Food, copius wine and (watching) wrestling courtesy of MW#2. I am thinking of promoting him to the lead spot. For services to (Monky)womankind, like.

We had a nice discussion about teabagging (NSFW). Upon staring at me it was determined that my forehead would make a fine platform for penile display and my mouth looks rather pleasing. I said that teabagging was testicle display against skin, MW#2/1 said it was the intake into the buccal cavity of said gonads. It all got quite heated. Yeah, he's so my bitch.

As MW#2/1's finally realised that life as a young professional is soulless and unworthy he's decided to begin a new career as a professional wrestler. We've decided that the best gimmick for me as his valet is the sweet and innocent look hiding a proper ability for crippling.

I think the geeky secretary look would be all good- screaming for my man at the apron and cussing out his opponent; being all constrained in my pencil skirt before... oh no... that's not a pencil skirt... it's a cunningly concealed pair of culottes!!! And she's locked in the figure four! Surely he must tap out now...

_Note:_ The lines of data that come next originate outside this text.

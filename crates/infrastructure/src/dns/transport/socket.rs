//! Blocking UDP datagram primitive used by the stub resolver.
//!
//! The resolver only talks to these traits, so tests can swap in sockets that
//! count opens and closes or never answer.

use socket2::{Domain, Protocol, Socket, Type};
use std::io;
use std::net::{Ipv4Addr, SocketAddr, SocketAddrV4, UdpSocket};
use std::time::Duration;
use tracing::debug;

pub trait DatagramSocket: Send {
    fn send_to(&self, buf: &[u8], target: SocketAddrV4) -> io::Result<usize>;

    /// Waits at most `timeout` (non-zero) for one datagram.
    fn recv_from(&self, buf: &mut [u8], timeout: Duration) -> io::Result<(usize, SocketAddr)>;

    fn local_addr(&self) -> io::Result<SocketAddr>;
}

/// Opens a fresh socket per lookup. The socket is closed when the box drops.
pub trait DatagramConnector: Send + Sync {
    fn open(&self) -> io::Result<Box<dyn DatagramSocket>>;
}

/// IPv4 UDP sockets from the operating system, bound to an ephemeral port.
#[derive(Debug, Clone, Copy)]
pub struct SystemDatagramConnector {
    bind_addr: Ipv4Addr,
}

impl SystemDatagramConnector {
    pub fn new() -> Self {
        Self {
            bind_addr: Ipv4Addr::UNSPECIFIED,
        }
    }

    pub fn with_bind_addr(bind_addr: Ipv4Addr) -> Self {
        Self { bind_addr }
    }
}

impl Default for SystemDatagramConnector {
    fn default() -> Self {
        Self::new()
    }
}

impl DatagramConnector for SystemDatagramConnector {
    fn open(&self) -> io::Result<Box<dyn DatagramSocket>> {
        let socket = Socket::new(Domain::IPV4, Type::DGRAM, Some(Protocol::UDP))?;

        let bind_addr = SocketAddr::V4(SocketAddrV4::new(self.bind_addr, 0));
        socket.bind(&bind_addr.into())?;

        let socket: UdpSocket = socket.into();
        debug!(local = ?socket.local_addr().ok(), "UDP socket created");

        Ok(Box::new(SystemDatagramSocket { socket }))
    }
}

struct SystemDatagramSocket {
    socket: UdpSocket,
}

impl DatagramSocket for SystemDatagramSocket {
    fn send_to(&self, buf: &[u8], target: SocketAddrV4) -> io::Result<usize> {
        self.socket.send_to(buf, target)
    }

    fn recv_from(&self, buf: &mut [u8], timeout: Duration) -> io::Result<(usize, SocketAddr)> {
        self.socket.set_read_timeout(Some(timeout))?;
        self.socket.recv_from(buf)
    }

    fn local_addr(&self) -> io::Result<SocketAddr> {
        self.socket.local_addr()
    }
}
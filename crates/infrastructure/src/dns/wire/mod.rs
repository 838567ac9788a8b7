//! DNS message codec for the A-record stub resolver (RFC 1035 §4).
//!
//! Only what a single IPv4 lookup needs: building one question, and walking
//! an untrusted response far enough to pull out the first A/IN answer.

mod error;
mod name;
mod packet;
mod query;
mod response;

pub use error::WireError;
pub use name::{skip_name, MAX_NAME_STEPS};
pub use packet::{
    PacketBuf, CLASS_IN, FLAGS_RECURSION_DESIRED, HEADER_LEN, MAX_LABEL_LEN, MAX_PACKET_SIZE,
    TYPE_A,
};
pub use query::encode_query;
pub use response::{parse_a_response, response_id};
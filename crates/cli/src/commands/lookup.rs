use crate::di::Resolver;
use ferrous_resolv_application::use_cases::free_addr_info;
use ferrous_resolv_domain::AddrInfoHints;

pub fn run(
    resolver: &Resolver,
    host: Option<&str>,
    service: Option<&str>,
    hints: &AddrInfoHints,
) -> anyhow::Result<()> {
    let list = match resolver.get_addr_info.execute(host, service, Some(hints)) {
        Ok(list) => list,
        Err(e) => anyhow::bail!("getaddrinfo failed: {} (code {})", e, e.code()),
    };

    for entry in list.iter() {
        match &entry.canonical_name {
            Some(name) => println!(
                "{}\t{}\t{}\t{}",
                entry.addr,
                entry.family.name(),
                entry.socket_type.as_raw(),
                name
            ),
            None => println!(
                "{}\t{}\t{}",
                entry.addr,
                entry.family.name(),
                entry.socket_type.as_raw()
            ),
        }
    }

    free_addr_info(Some(list));
    Ok(())
}
use super::error::WireError;
use super::name::skip_name;
use super::packet::{CLASS_IN, HEADER_LEN, TYPE_A};
use std::net::Ipv4Addr;

const RCODE_MASK: u16 = 0x000F;

/// Fixed part of an answer record after its name: TYPE, CLASS, TTL, RDLENGTH.
const RR_FIXED_LEN: usize = 10;

fn read_u16(msg: &[u8], pos: usize) -> Result<u16, WireError> {
    match msg.get(pos..pos + 2) {
        Some(bytes) => Ok(u16::from_be_bytes([bytes[0], bytes[1]])),
        None => Err(WireError::OutOfBounds(pos + 2)),
    }
}

/// Transaction ID of a message, if it is long enough to carry one.
pub fn response_id(msg: &[u8]) -> Option<u16> {
    read_u16(msg, 0).ok()
}

/// Extracts the first A/IN address from a DNS response.
///
/// Rejects short messages, foreign transaction IDs and non-zero response
/// codes before looking at any record. Answers of other types are skipped by
/// their declared length without being interpreted.
pub fn parse_a_response(msg: &[u8], expected_id: u16) -> Result<Ipv4Addr, WireError> {
    if msg.len() < HEADER_LEN {
        return Err(WireError::Truncated { len: msg.len() });
    }

    let id = read_u16(msg, 0)?;
    if id != expected_id {
        return Err(WireError::IdMismatch {
            expected: expected_id,
            actual: id,
        });
    }

    let flags = read_u16(msg, 2)?;
    let rcode = (flags & RCODE_MASK) as u8;
    if rcode != 0 {
        return Err(WireError::ServerFailure(rcode));
    }

    let qdcount = read_u16(msg, 4)?;
    let ancount = read_u16(msg, 6)?;

    let mut pos = HEADER_LEN;

    for _ in 0..qdcount {
        skip_name(msg, &mut pos)?;
        if pos + 4 > msg.len() {
            return Err(WireError::OutOfBounds(pos + 4));
        }
        pos += 4; // QTYPE + QCLASS
    }

    for _ in 0..ancount {
        skip_name(msg, &mut pos)?;
        if pos + RR_FIXED_LEN > msg.len() {
            return Err(WireError::OutOfBounds(pos + RR_FIXED_LEN));
        }

        let rtype = read_u16(msg, pos)?;
        let rclass = read_u16(msg, pos + 2)?;
        pos += 8; // TYPE + CLASS + TTL
        let rdlen = read_u16(msg, pos)? as usize;
        pos += 2;

        if pos + rdlen > msg.len() {
            return Err(WireError::OutOfBounds(pos + rdlen));
        }

        if rtype == TYPE_A && rclass == CLASS_IN && rdlen == 4 {
            return Ok(Ipv4Addr::new(
                msg[pos],
                msg[pos + 1],
                msg[pos + 2],
                msg[pos + 3],
            ));
        }

        pos += rdlen;
    }

    Err(WireError::NoAddress)
}
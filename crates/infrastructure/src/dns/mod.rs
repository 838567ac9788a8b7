pub mod transport;
pub mod wire;

pub use transport::{
    DatagramConnector, DatagramSocket, QueryIdGenerator, SystemDatagramConnector,
    UdpStubResolver,
};
pub use wire::{encode_query, parse_a_response, skip_name, PacketBuf, WireError};
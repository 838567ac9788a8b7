pub mod hostent;
pub mod lookup;
pub mod strerror;
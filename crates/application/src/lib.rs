//! Ferrous Resolv Application Layer
//!
//! Ports implemented by the infrastructure crate, and the resolver
//! compatibility entry points built on top of them.
pub mod ports;
pub mod services;
pub mod use_cases;
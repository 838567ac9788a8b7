//! Address-info result structures handed to callers of the compatibility layer.
//!
//! Raw family and socket-type codes are translated through `socket2` so the
//! numeric values always match the host's `AF_*` / `SOCK_*` constants.

use socket2::{Domain, Type};
use std::net::{Ipv4Addr, SocketAddrV4};

#[derive(Debug, Clone, Copy, PartialEq, Eq, Hash, Default)]
pub enum AddressFamily {
    #[default]
    Unspecified,
    Inet,
    Inet6,
    Other(i32),
}

impl AddressFamily {
    pub fn from_raw(raw: i32) -> Self {
        if raw == 0 {
            AddressFamily::Unspecified
        } else if raw == i32::from(Domain::IPV4) {
            AddressFamily::Inet
        } else if raw == i32::from(Domain::IPV6) {
            AddressFamily::Inet6
        } else {
            AddressFamily::Other(raw)
        }
    }

    pub fn as_raw(self) -> i32 {
        match self {
            AddressFamily::Unspecified => 0,
            AddressFamily::Inet => i32::from(Domain::IPV4),
            AddressFamily::Inet6 => i32::from(Domain::IPV6),
            AddressFamily::Other(raw) => raw,
        }
    }

    pub fn name(self) -> &'static str {
        match self {
            AddressFamily::Unspecified => "AF_UNSPEC",
            AddressFamily::Inet => "AF_INET",
            AddressFamily::Inet6 => "AF_INET6",
            AddressFamily::Other(_) => "AF_OTHER",
        }
    }
}

#[derive(Debug, Clone, Copy, PartialEq, Eq, Hash, Default)]
pub enum SocketType {
    #[default]
    Any,
    Stream,
    Datagram,
    Other(i32),
}

impl SocketType {
    pub fn from_raw(raw: i32) -> Self {
        if raw == 0 {
            SocketType::Any
        } else if raw == i32::from(Type::STREAM) {
            SocketType::Stream
        } else if raw == i32::from(Type::DGRAM) {
            SocketType::Datagram
        } else {
            SocketType::Other(raw)
        }
    }

    pub fn as_raw(self) -> i32 {
        match self {
            SocketType::Any => 0,
            SocketType::Stream => i32::from(Type::STREAM),
            SocketType::Datagram => i32::from(Type::DGRAM),
            SocketType::Other(raw) => raw,
        }
    }
}

/// Request flags carried in the hints. Only the bits this resolver acts on are named.
#[derive(Debug, Clone, Copy, PartialEq, Eq, Hash, Default)]
pub struct AddrInfoFlags(u32);

impl AddrInfoFlags {
    pub const NONE: AddrInfoFlags = AddrInfoFlags(0);
    pub const PASSIVE: AddrInfoFlags = AddrInfoFlags(0x0001);
    pub const CANONNAME: AddrInfoFlags = AddrInfoFlags(0x0002);

    pub const fn from_bits(bits: u32) -> Self {
        AddrInfoFlags(bits)
    }

    pub const fn bits(self) -> u32 {
        self.0
    }

    pub const fn contains(self, other: AddrInfoFlags) -> bool {
        self.0 & other.0 == other.0
    }
}

impl std::ops::BitOr for AddrInfoFlags {
    type Output = AddrInfoFlags;

    fn bitor(self, rhs: AddrInfoFlags) -> AddrInfoFlags {
        AddrInfoFlags(self.0 | rhs.0)
    }
}

#[derive(Debug, Clone, Copy, PartialEq, Eq, Default)]
pub struct AddrInfoHints {
    pub flags: AddrInfoFlags,
    pub family: AddressFamily,
    pub socket_type: SocketType,
    pub protocol: i32,
}

impl AddrInfoHints {
    pub fn inet_stream() -> Self {
        Self {
            family: AddressFamily::Inet,
            socket_type: SocketType::Stream,
            ..Self::default()
        }
    }

    pub fn with_flags(mut self, flags: AddrInfoFlags) -> Self {
        self.flags = flags;
        self
    }
}

/// One entry of an address-info list.
///
/// Lists produced by this resolver hold at most one entry, but `next` keeps
/// the conventional linked shape so callers can walk them generically.
#[derive(Debug, PartialEq, Eq)]
pub struct AddrInfo {
    pub flags: AddrInfoFlags,
    pub family: AddressFamily,
    pub socket_type: SocketType,
    pub protocol: i32,
    pub addr: SocketAddrV4,
    pub canonical_name: Option<String>,
    pub next: Option<Box<AddrInfo>>,
}

impl AddrInfo {
    pub fn new(addr: SocketAddrV4) -> Self {
        Self {
            flags: AddrInfoFlags::NONE,
            family: AddressFamily::Inet,
            socket_type: SocketType::Any,
            protocol: 0,
            addr,
            canonical_name: None,
            next: None,
        }
    }

    pub fn ip(&self) -> Ipv4Addr {
        *self.addr.ip()
    }

    pub fn port(&self) -> u16 {
        self.addr.port()
    }

    pub fn iter(&self) -> AddrInfoIter<'_> {
        AddrInfoIter {
            current: Some(self),
        }
    }

    pub fn len(&self) -> usize {
        self.iter().count()
    }

    pub fn is_empty(&self) -> bool {
        false
    }
}

// Unlink iteratively so arbitrarily long lists never recurse on drop.
impl Drop for AddrInfo {
    fn drop(&mut self) {
        let mut next = self.next.take();
        while let Some(mut entry) = next {
            next = entry.next.take();
        }
    }
}

pub struct AddrInfoIter<'a> {
    current: Option<&'a AddrInfo>,
}

impl<'a> Iterator for AddrInfoIter<'a> {
    type Item = &'a AddrInfo;

    fn next(&mut self) -> Option<Self::Item> {
        let entry = self.current?;
        self.current = entry.next.as_deref();
        Some(entry)
    }
}
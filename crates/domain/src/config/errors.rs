#[derive(Debug, thiserror::Error)]
pub enum ConfigError {
    #[error("Failed to read config file {0}: {1}")]
    FileRead(String, String),

    #[error("Failed to parse config: {0}")]
    Parse(String),

    #[error("Configuration validation error: {0}")]
    Validation(String),
}
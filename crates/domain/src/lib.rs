//! Ferrous Resolv Domain Layer
pub mod addr_info;
pub mod config;
pub mod errors;
pub mod host_entry;

pub use addr_info::{AddrInfo, AddrInfoFlags, AddrInfoHints, AddressFamily, SocketType};
pub use config::{CliOverrides, Config, ConfigError, DnsConfig, LogFormat, LoggingConfig};
pub use errors::DomainError;
pub use host_entry::{HostEntry, HostEntrySlot};
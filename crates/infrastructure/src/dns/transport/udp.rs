//! UDP stub resolver for A records (RFC 1035 §4.2.1)
//!
//! One query datagram to one configured server per lookup, no retries. The
//! socket lives only for the duration of the call.

use super::query_id::QueryIdGenerator;
use super::socket::{DatagramConnector, DatagramSocket, SystemDatagramConnector};
use super::DNS_PORT;
use crate::dns::wire::{encode_query, parse_a_response, PacketBuf, WireError};
use ferrous_resolv_application::ports::{AddressResolver, NameserverSource};
use ferrous_resolv_domain::DomainError;
use std::io;
use std::net::{Ipv4Addr, SocketAddr, SocketAddrV4};
use std::sync::Arc;
use std::time::{Duration, Instant};
use tracing::{debug, info, warn};

/// Time budget for one lookup, from send to accepted reply.
pub const DEFAULT_QUERY_TIMEOUT: Duration = Duration::from_secs(2);

pub struct UdpStubResolver {
    nameserver: Arc<dyn NameserverSource>,
    connector: Arc<dyn DatagramConnector>,
    ids: QueryIdGenerator,
    port: u16,
    timeout: Duration,
    verify_source: bool,
}

impl UdpStubResolver {
    pub fn new(nameserver: Arc<dyn NameserverSource>) -> Self {
        Self {
            nameserver,
            connector: Arc::new(SystemDatagramConnector::new()),
            ids: QueryIdGenerator::new(),
            port: DNS_PORT,
            timeout: DEFAULT_QUERY_TIMEOUT,
            verify_source: true,
        }
    }

    pub fn with_connector(mut self, connector: Arc<dyn DatagramConnector>) -> Self {
        self.connector = connector;
        self
    }

    pub fn with_ids(mut self, ids: QueryIdGenerator) -> Self {
        self.ids = ids;
        self
    }

    pub fn with_port(mut self, port: u16) -> Self {
        self.port = port;
        self
    }

    pub fn with_timeout(mut self, timeout: Duration) -> Self {
        self.timeout = timeout;
        self
    }

    /// When enabled, replies from any address other than the configured
    /// server are dropped and the wait continues.
    pub fn with_source_verification(mut self, verify_source: bool) -> Self {
        self.verify_source = verify_source;
        self
    }

    pub fn timeout(&self) -> Duration {
        self.timeout
    }

    /// Performs one A lookup for `host`.
    pub fn query_a(&self, host: &str) -> Result<Ipv4Addr, DomainError> {
        let server_ip = match self.nameserver.nameserver() {
            Some(ip) if !ip.is_unspecified() => ip,
            _ => {
                warn!(host = host, "No DNS server configured");
                return Err(DomainError::NoNameserver);
            }
        };
        let server = SocketAddrV4::new(server_ip, self.port);

        debug!(
            host = host,
            server = %server,
            source = self.nameserver.source_name(),
            "Resolving A record"
        );

        let id = self.ids.next_id();
        let mut query = PacketBuf::new();
        encode_query(host, id, &mut query)?;

        let socket = self
            .connector
            .open()
            .map_err(|e| DomainError::SocketCreate(e.to_string()))?;

        let result = self.exchange(socket.as_ref(), server, &query, id);
        drop(socket);

        match &result {
            Ok(addr) => info!(host = host, addr = %addr, server = %server, "A record resolved"),
            Err(e) => warn!(host = host, server = %server, error = %e, "A lookup failed"),
        }

        result
    }

    fn exchange(
        &self,
        socket: &dyn DatagramSocket,
        server: SocketAddrV4,
        query: &PacketBuf,
        id: u16,
    ) -> Result<Ipv4Addr, DomainError> {
        let bytes_sent = socket
            .send_to(query.as_slice(), server)
            .map_err(|e| DomainError::Send {
                server: server.to_string(),
                reason: e.to_string(),
            })?;

        debug!(server = %server, bytes_sent = bytes_sent, id = id, "UDP query sent");

        let deadline = Instant::now() + self.timeout;
        let mut response = PacketBuf::new();

        loop {
            let remaining = deadline.saturating_duration_since(Instant::now());
            if remaining.is_zero() {
                return Err(DomainError::QueryTimeout {
                    server: server.to_string(),
                });
            }

            let (bytes_received, from) = socket
                .recv_from(response.capacity_mut(), remaining)
                .map_err(|e| Self::receive_error(e, server))?;
            response.set_len(bytes_received);

            debug!(
                server = %server,
                from = %from,
                bytes_received = bytes_received,
                "UDP response received"
            );

            if self.verify_source && from != SocketAddr::V4(server) {
                warn!(
                    expected = %server,
                    received_from = %from,
                    "Discarding UDP response from unexpected source"
                );
                continue;
            }

            match parse_a_response(response.as_slice(), id) {
                Err(WireError::IdMismatch { expected, actual }) => {
                    debug!(expected = expected, actual = actual, "Discarding stale DNS response");
                    continue;
                }
                other => return other.map_err(DomainError::from),
            }
        }
    }

    fn receive_error(error: io::Error, server: SocketAddrV4) -> DomainError {
        match error.kind() {
            io::ErrorKind::WouldBlock | io::ErrorKind::TimedOut => DomainError::QueryTimeout {
                server: server.to_string(),
            },
            _ => DomainError::Receive {
                server: server.to_string(),
                reason: error.to_string(),
            },
        }
    }
}

impl AddressResolver for UdpStubResolver {
    fn resolve_ipv4(&self, host: &str) -> Result<Ipv4Addr, DomainError> {
        self.query_a(host)
    }
}

#[cfg(test)]
mod tests {
    use super::*;

    struct FixedNameserver(Option<Ipv4Addr>);

    impl NameserverSource for FixedNameserver {
        fn nameserver(&self) -> Option<Ipv4Addr> {
            self.0
        }

        fn source_name(&self) -> &'static str {
            "test"
        }
    }

    #[test]
    fn test_defaults() {
        let resolver = UdpStubResolver::new(Arc::new(FixedNameserver(None)));
        assert_eq!(resolver.port, 53);
        assert_eq!(resolver.timeout(), Duration::from_secs(2));
        assert!(resolver.verify_source);
    }

    #[test]
    fn test_no_nameserver() {
        let resolver = UdpStubResolver::new(Arc::new(FixedNameserver(None)));
        assert_eq!(
            resolver.query_a("example.com"),
            Err(DomainError::NoNameserver)
        );
    }

    #[test]
    fn test_unspecified_nameserver_is_unset() {
        let resolver =
            UdpStubResolver::new(Arc::new(FixedNameserver(Some(Ipv4Addr::UNSPECIFIED))));
        assert_eq!(
            resolver.query_a("example.com"),
            Err(DomainError::NoNameserver)
        );
    }

    #[test]
    fn test_invalid_name_fails_before_socket() {
        let resolver = UdpStubResolver::new(Arc::new(FixedNameserver(Some(Ipv4Addr::new(
            192, 0, 2, 53,
        )))));
        let result = resolver.query_a("bad..name");
        assert!(matches!(result, Err(DomainError::InvalidDomainName(_))));
    }

    #[test]
    fn test_receive_error_mapping() {
        let server = SocketAddrV4::new(Ipv4Addr::new(192, 0, 2, 53), 53);
        let timeout = UdpStubResolver::receive_error(io::ErrorKind::WouldBlock.into(), server);
        assert!(timeout.is_transport_error());
        assert!(matches!(timeout, DomainError::QueryTimeout { .. }));

        let refused =
            UdpStubResolver::receive_error(io::ErrorKind::ConnectionRefused.into(), server);
        assert!(matches!(refused, DomainError::Receive { .. }));
    }
}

Also MW#2/1 said i'm not waif-like anymore. I'm average. Am so crushed.

"...Oh yeah, i'm so waif-like"
"You're not so waif-like anymore"
"I know, i'm fat at the moment"
"Fat girls need love too"
"Well I can't get any love fat and I can't get any waif-like"
"So you're just average"
"O dear..."

Hopefully I'm still feisty.

monky posted 250 words at 23:51 on 12/01/06 | (0)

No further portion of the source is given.